SENSORS, DEVICES, AND INTERCONNECTION
Many people expect various types of sensors or devices for patients' data monitoring to be developed in the near future. Nowadays, some new sensors or devices have already been introduced. For example, a physical activity monitor (Lifecoder, Suzuken, Japan; Actical, Philips, Andover, MA, USA) is currently in use for the monitoring of actual home physical activity. Then, measured patient data needs to be sent automatically to improve convenience. Recently, we introduced an automatic data uploading system for this purpose. This system allows for self-monitored glucose data measured with a home glucometer (OneTouch Ultra; Lifescan, Milipitas, CA, USA) to be sent to a patient's web chart via the Internet, simply by connecting it to a personal computer. Physicians can view the automatically uploaded glucose data on the web chart and send messages to the patients, along with suggestions. Other patient data, including data regarding physical activity in the home, also needs to be fed into a communication system. Moreover, the idea of integrating web-based communication with the hospital's own electronic medical record charting system was previously introduced [27]. Electronic Health Records (EHR) will be generated according to patient demographics, progress notes, problems, medications, vital signs, past medical history, immunization, laboratory data, and radiology reports, and data were monitored by different sensors or devices.
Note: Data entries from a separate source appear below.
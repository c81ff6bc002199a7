use engine_logging::{engine_info, engine_warn};
use harvester_core::detect_count_hint;
use serde_json::{json, Value};

use crate::{scripts, DriverError, DriverErrorKind, LocateSettings, PageDriver};

/// Pick the selector of the rendered table.
///
/// Waiting for the table is best-effort: a timeout only logs, and when no
/// candidate is visible the configured fallback is returned so the extractor
/// can still discover rows once it runs.
pub async fn locate_table<D>(driver: &D, settings: &LocateSettings) -> Result<String, DriverError>
where
    D: PageDriver + ?Sized,
{
    match driver
        .wait_for_selector(&settings.ready_selector, settings.ready_timeout)
        .await
    {
        Ok(_) => {}
        Err(err) if err.kind == DriverErrorKind::Timeout => {
            engine_warn!("Table load timeout - proceeding anyway");
        }
        Err(err) if err.is_transient() => {
            engine_warn!("Waiting for table failed: {err}");
        }
        Err(err) => return Err(err),
    }

    for candidate in &settings.candidates {
        if is_visible_match(driver, candidate).await? {
            engine_info!("Using table selector: {candidate}");
            return Ok(candidate.clone());
        }
    }
    engine_info!("No visible table candidate; falling back to {}", settings.fallback);
    Ok(settings.fallback.clone())
}

async fn is_visible_match<D>(driver: &D, selector: &str) -> Result<bool, DriverError>
where
    D: PageDriver + ?Sized,
{
    let outcome = match driver.query_selector(selector).await {
        Ok(Some(element)) => driver.is_visible(&element).await,
        Ok(None) => Ok(false),
        Err(err) => Err(err),
    };
    match outcome {
        Ok(visible) => Ok(visible),
        Err(err) if err.is_transient() => Ok(false),
        Err(err) => Err(err),
    }
}

/// Read the advisory total from the page's "showing k of N" banner.
pub async fn read_count_hint<D>(driver: &D) -> Result<Option<u64>, DriverError>
where
    D: PageDriver + ?Sized,
{
    let text = match driver.evaluate(scripts::PAGE_TEXT, json!([])).await? {
        Value::String(text) => text,
        Value::Null => String::new(),
        other => {
            return Err(DriverError::new(
                DriverErrorKind::Script,
                format!("page text returned {other}"),
            ))
        }
    };
    let hint = detect_count_hint(&text);
    match hint {
        Some(total) => engine_info!("Detected {total} total rows"),
        None if text.to_lowercase().contains("showing") => {
            engine_info!("Row banner present but total is zero or unreadable");
        }
        None => {}
    }
    Ok(hint)
}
The EHR data automates the clinician's workflow, generating a complete record of a clinical patient encounter.
CONCLUSION
In this study, interactive communication systems using ITs such as the Internet or telecommunications devices were shown to be effective in diabetes management. Thus, it is generally believed that the dramatic development of IT and its application to health management systems will play a crucial role in medicine. Simple IT management models for the control of blood glucose levels for diabetic patients will definitely evolve into far more complex models, in which various types of communication technologies or patients' data sensing technologies are integrated in order to effect the complex management functions required. Thus, a data analysis system or a clinical decision supporting system that can meet the complex patients' data efficiently should be developed in the future. Most of all, cost effectiveness must be demonstrated, and efforts to minimize the labor time of medical team should be followed. As the numbers of patients with diabetes is increasing sharply in recent years, the novel system introduced herein can be expanded to achieve more effective diabetes management in the near future. However, there is little evidence thus far regarding the clinical outcomes of the system. We require further investigations to demonstrate the clinical outcomes of the system, including the incidence of diabetic complications and mortality rates. In addition, various types of ubiquitous management models for other chronic diseases aside from diabetes should be developed according to advances in bio-technology and IT.